If discovered early, bed sores are treatable. However, they may sometimes be fatal. According to health authorities in the UK and USA, bed sores are the second iatrogenic cause of death, after adverse drug reactions. Iatrogenic cause of death means unexpected death caused by medical treatment – death caused by the action of a physician or a therapy the doctor prescribed.

In the 1950s, Doreen Norton (1922-2007), a British nurse, used research to demonstrate that the best treatment and prevention of bedsores was removing the pressure by turning the patient every two hours.
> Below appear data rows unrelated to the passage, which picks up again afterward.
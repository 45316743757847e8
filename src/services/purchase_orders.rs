use crate::{
    commands::{
        purchase_orders::{
            AcknowledgeOutcome, AcknowledgePurchaseOrderCommand, CancelPurchaseOrderCommand,
            CompletePurchaseOrderCommand, CompletePurchaseOrderRequest, CreatePurchaseOrderCommand,
            DeletePurchaseOrderCommand, UpdatePurchaseOrderCommand, UpdatePurchaseOrderRequest,
        },
        Command,
    },
    db::DbPool,
    entities::purchase_order::{self, PurchaseOrderStatus},
    errors::ServiceError,
    events::EventSender,
};
use sea_orm::{ColumnTrait, EntityTrait, PaginatorTrait, QueryFilter, QueryOrder};
use serde::Deserialize;
use std::sync::Arc;
use tracing::instrument;
use utoipa::IntoParams;
use uuid::Uuid;

/// Optional filters for listing purchase orders.
#[derive(Debug, Clone, Default, Deserialize, IntoParams)]
pub struct PurchaseOrderFilter {
    pub vendor_id: Option<Uuid>,
    pub status: Option<PurchaseOrderStatus>,
}

/// Service for managing purchase orders
#[derive(Clone)]
pub struct PurchaseOrderService {
    db_pool: Arc<DbPool>,
    event_sender: Arc<EventSender>,
}

impl PurchaseOrderService {
    pub fn new(db_pool: Arc<DbPool>, event_sender: Arc<EventSender>) -> Self {
        Self {
            db_pool,
            event_sender,
        }
    }

    #[instrument(skip(self))]
    pub async fn create_purchase_order(
        &self,
        command: CreatePurchaseOrderCommand,
    ) -> Result<purchase_order::Model, ServiceError> {
        command
            .execute(self.db_pool.clone(), self.event_sender.clone())
            .await
    }

    #[instrument(skip(self))]
    pub async fn update_purchase_order(
        &self,
        id: Uuid,
        changes: UpdatePurchaseOrderRequest,
    ) -> Result<purchase_order::Model, ServiceError> {
        UpdatePurchaseOrderCommand { id, changes }
            .execute(self.db_pool.clone(), self.event_sender.clone())
            .await
    }

    #[instrument(skip(self))]
    pub async fn complete_purchase_order(
        &self,
        id: Uuid,
        request: CompletePurchaseOrderRequest,
    ) -> Result<purchase_order::Model, ServiceError> {
        CompletePurchaseOrderCommand { id, request }
            .execute(self.db_pool.clone(), self.event_sender.clone())
            .await
    }

    #[instrument(skip(self))]
    pub async fn cancel_purchase_order(
        &self,
        id: Uuid,
    ) -> Result<purchase_order::Model, ServiceError> {
        CancelPurchaseOrderCommand { id }
            .execute(self.db_pool.clone(), self.event_sender.clone())
            .await
    }

    #[instrument(skip(self))]
    pub async fn acknowledge_purchase_order(
        &self,
        id: Uuid,
    ) -> Result<AcknowledgeOutcome, ServiceError> {
        AcknowledgePurchaseOrderCommand { id }
            .execute(self.db_pool.clone(), self.event_sender.clone())
            .await
    }

    #[instrument(skip(self))]
    pub async fn delete_purchase_order(&self, id: Uuid) -> Result<(), ServiceError> {
        DeletePurchaseOrderCommand { id }
            .execute(self.db_pool.clone(), self.event_sender.clone())
            .await
    }

    #[instrument(skip(self))]
    pub async fn get_purchase_order(
        &self,
        id: Uuid,
    ) -> Result<Option<purchase_order::Model>, ServiceError> {
        Ok(purchase_order::Entity::find_by_id(id)
            .one(self.db_pool.as_ref())
            .await?)
    }

    #[instrument(skip(self))]
    pub async fn get_purchase_order_by_number(
        &self,
        po_number: &str,
    ) -> Result<Option<purchase_order::Model>, ServiceError> {
        Ok(purchase_order::Entity::find()
            .filter(purchase_order::Column::PoNumber.eq(po_number))
            .one(self.db_pool.as_ref())
            .await?)
    }

    /// Lists purchase orders, newest order date first; `page` is 1-based.
    #[instrument(skip(self))]
    pub async fn list_purchase_orders(
        &self,
        filter: PurchaseOrderFilter,
        page: u64,
        per_page: u64,
    ) -> Result<(Vec<purchase_order::Model>, u64), ServiceError> {
        let mut query = purchase_order::Entity::find();
        if let Some(vendor_id) = filter.vendor_id {
            query = query.filter(purchase_order::Column::VendorId.eq(vendor_id));
        }
        if let Some(status) = filter.status {
            query = query.filter(purchase_order::Column::Status.eq(status));
        }
        let paginator = query
            .order_by_desc(purchase_order::Column::OrderDate)
            .order_by_asc(purchase_order::Column::Id)
            .paginate(self.db_pool.as_ref(), per_page);
        let total = paginator.num_items().await?;
        let orders = paginator.fetch_page(page.saturating_sub(1)).await?;
        Ok((orders, total))
    }
}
Norton is seen as instrumental in changing nursing practices to effectively treat pressure ulcers, which was a major killer of hospital patients.

According to Medilexicon’s medical dictionary:

    A decubitus ulcer is “a chronic ulcer that appears in pressure areas of skin overlying a bony prominence in debilitated patients confined to bed or otherwise immobilized, due to a circulatory defect.”An acute decubitus ulcer is ” a severe form of bedsore, of neurotrophic origin, occurring in hemiplegia or paraplegia.” (Hemiplegia = paralysis on one side of the body. Paraplegia = paralysis of the lower part of the body, including limbs.

Pressure ulcers (bed sores) develop when the skin and the tissue below it becomes damaged. In severe cases the muscle and the bone may be damaged too. Pressure ulcers are much more common among patients who are unable to move because of paralysis, illness or old age. Sustained pressure can cut off circulation to vulnerable parts of the body, especially the skin of the buttocks, hips and heels – the affected tissue dies if it does not receive an adequate flow of blood.

According to the National Health Service (NHS), UK, it is estimated that between 4% and 10% of all hospitalized patients develop at least one pressure ulcer. Up to 70% of UK elderly patients with mobility problems develop bed sores.

Experts say that even with excellent medical and nursing care, bed sores can be hard to prevent, especially among vulnerable patients. Anyone, not only those living with paralysis, can develop bed sores – any person who cannot change position without help can develop bedsores. The bedsores can develop and progress rapidly and are frequently difficult to heal. Doctors say that with proper preventive measures the skin’s integrity can more easily be maintained, resulting in better healing of bedsores.